- Dataset excerpts
======
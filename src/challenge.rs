//! Countdown challenge page
//!
//! A fixed window starts when the process starts. Until it closes the page
//! shows a countdown and the SHA-256 commitment of the secret; afterwards it
//! reveals the secret. Incoming payments are never checked, so the page has
//! no "paid" state.

use std::time::Duration;

use chrono::{DateTime, SecondsFormat, TimeDelta, Utc};
use serde::Serialize;
use sha2::{Digest, Sha256};

use crate::config::ChallengeConfig;

/// State of one challenge window
#[derive(Debug, Clone)]
pub struct Challenge {
    wallet: String,
    required_sol: f64,
    started_at: DateTime<Utc>,
    expires_at: DateTime<Utc>,
    secret: String,
    secret_hash: String,
}

/// Body of `GET /challenge/status`
#[derive(Debug, Clone, PartialEq, Serialize)]
pub struct ChallengeStatus {
    /// Window has closed
    pub expired: bool,
    /// Whole seconds until close, 0 once expired
    pub remaining_seconds: u64,
    /// SHA-256 hex of the secret
    pub secret_hash: String,
    /// Wallet named in the rules
    pub wallet: String,
    /// Amount named in the rules, SOL
    pub required_sol: f64,
}

impl Challenge {
    /// Start a window now
    pub fn new(config: &ChallengeConfig) -> Self {
        Self::starting_at(config, Utc::now())
    }

    /// Start a window at `started_at`
    pub fn starting_at(config: &ChallengeConfig, started_at: DateTime<Utc>) -> Self {
        let secret = config.resolve_secret();
        let secret_hash = hex::encode(Sha256::digest(secret.as_bytes()));
        let expires_at = TimeDelta::from_std(config.duration)
            .ok()
            .and_then(|window| started_at.checked_add_signed(window))
            .unwrap_or(DateTime::<Utc>::MAX_UTC);
        Self {
            wallet: config.wallet.clone(),
            required_sol: config.required_sol,
            started_at,
            expires_at,
            secret,
            secret_hash,
        }
    }

    /// SHA-256 hex of the secret
    pub fn secret_hash(&self) -> &str {
        &self.secret_hash
    }

    /// When the window closes
    pub fn expires_at(&self) -> DateTime<Utc> {
        self.expires_at
    }

    /// Time left at `now`; zero once expired
    pub fn remaining(&self, now: DateTime<Utc>) -> Duration {
        (self.expires_at() - now).to_std().unwrap_or(Duration::ZERO)
    }

    /// Status snapshot at `now`
    pub fn status(&self, now: DateTime<Utc>) -> ChallengeStatus {
        let remaining = self.remaining(now);
        ChallengeStatus {
            expired: remaining.is_zero(),
            remaining_seconds: remaining.as_secs(),
            secret_hash: self.secret_hash.clone(),
            wallet: self.wallet.clone(),
            required_sol: self.required_sol,
        }
    }

    /// Render the HTML page at `now`
    pub fn render(&self, now: DateTime<Utc>) -> String {
        let remaining = self.remaining(now);
        let expired = remaining.is_zero();
        let countdown = if expired {
            "EXPIRED".to_string()
        } else {
            format_countdown(remaining)
        };
        let timer_color = if expired { "#ff4444" } else { "#ffaa00" };

        let panel = if expired {
            format!(
                r#"<div class="secret"><h2>SECRET REVEALED</h2><p style="margin-top:15px">{}</p></div>"#,
                escape_html(&self.secret)
            )
        } else {
            r#"<div class="locked"><h2>SECRET LOCKED</h2><p>The clock is ticking. Pay or the secret drops.</p></div>"#
                .to_string()
        };

        let script = if expired {
            String::new()
        } else {
            format!(
                r"<script>
    const end = {end};
    setInterval(() => {{
      const r = end - Date.now();
      if (r <= 0) {{ document.getElementById('countdown').textContent = 'EXPIRED'; location.reload(); return; }}
      const h = Math.floor(r / 3600000);
      const m = Math.floor((r % 3600000) / 60000);
      const s = Math.floor((r % 60000) / 1000);
      document.getElementById('countdown').textContent = h + 'h ' + m + 'm ' + s + 's';
    }}, 1000);
  </script>",
                end = self.expires_at().timestamp_millis()
            )
        };

        format!(
            r#"<!DOCTYPE html>
<html>
<head>
  <title>The Challenge</title>
  <meta charset="utf-8">
  <meta name="viewport" content="width=device-width, initial-scale=1">
  <style>
    * {{ margin: 0; padding: 0; box-sizing: border-box; }}
    body {{ background: #0a0a0a; color: #e0e0e0; font-family: 'Courier New', monospace; min-height: 100vh; display: flex; justify-content: center; align-items: center; }}
    .container {{ max-width: 700px; padding: 40px; text-align: center; }}
    h1 {{ color: #00ff88; font-size: 2em; margin-bottom: 20px; }}
    .timer {{ font-size: 3em; color: {timer_color}; margin: 30px 0; font-weight: bold; }}
    .status {{ background: #1a1a2e; padding: 20px; border-radius: 10px; margin: 20px 0; border: 1px solid #333; }}
    .hash {{ word-break: break-all; color: #888; font-size: 0.8em; margin: 10px 0; }}
    .secret {{ background: #001a00; border: 2px solid #00ff88; padding: 20px; border-radius: 10px; margin: 20px 0; color: #00ff88; text-align: left; line-height: 1.6; }}
    .locked {{ background: #1a0000; border: 2px solid #ff4444; padding: 20px; border-radius: 10px; margin: 20px 0; }}
    .info {{ color: #888; font-size: 0.9em; margin: 10px 0; }}
    .wallet {{ color: #ffaa00; word-break: break-all; }}
  </style>
</head>
<body>
  <div class="container">
    <h1>THE CHALLENGE</h1>
    <div class="timer" id="countdown">{countdown}</div>
    <div class="status">
      <p><strong>Rules:</strong> If exactly <strong>{required} SOL</strong> reaches the wallet below within the window, the secret stays locked. If not, it's revealed.</p>
      <p class="wallet" style="margin-top:15px">{wallet}</p>
    </div>
    <div class="info">
      <p>Challenge started: {started}</p>
      <p>Expires: {expires}</p>
      <p>Secret SHA-256 hash (verify later):</p>
      <p class="hash">{hash}</p>
    </div>
    {panel}
  </div>
  {script}
</body>
</html>"#,
            required = self.required_sol,
            wallet = escape_html(&self.wallet),
            started = iso_millis(self.started_at),
            expires = iso_millis(self.expires_at()),
            hash = self.secret_hash,
        )
    }
}

/// "{h}h {m}m {s}s"
pub fn format_countdown(remaining: Duration) -> String {
    let secs = remaining.as_secs();
    format!("{}h {}m {}s", secs / 3600, (secs % 3600) / 60, secs % 60)
}

fn iso_millis(at: DateTime<Utc>) -> String {
    at.to_rfc3339_opts(SecondsFormat::Millis, true)
}

fn escape_html(raw: &str) -> String {
    let mut out = String::with_capacity(raw.len());
    for c in raw.chars() {
        match c {
            '&' => out.push_str("&amp;"),
            '<' => out.push_str("&lt;"),
            '>' => out.push_str("&gt;"),
            '"' => out.push_str("&quot;"),
            '\'' => out.push_str("&#39;"),
            _ => out.push(c),
        }
    }
    out
}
======
Collect from the data above every line that includes "script".

        let script = if expired {
                r"<script>
  </script>",
  {script}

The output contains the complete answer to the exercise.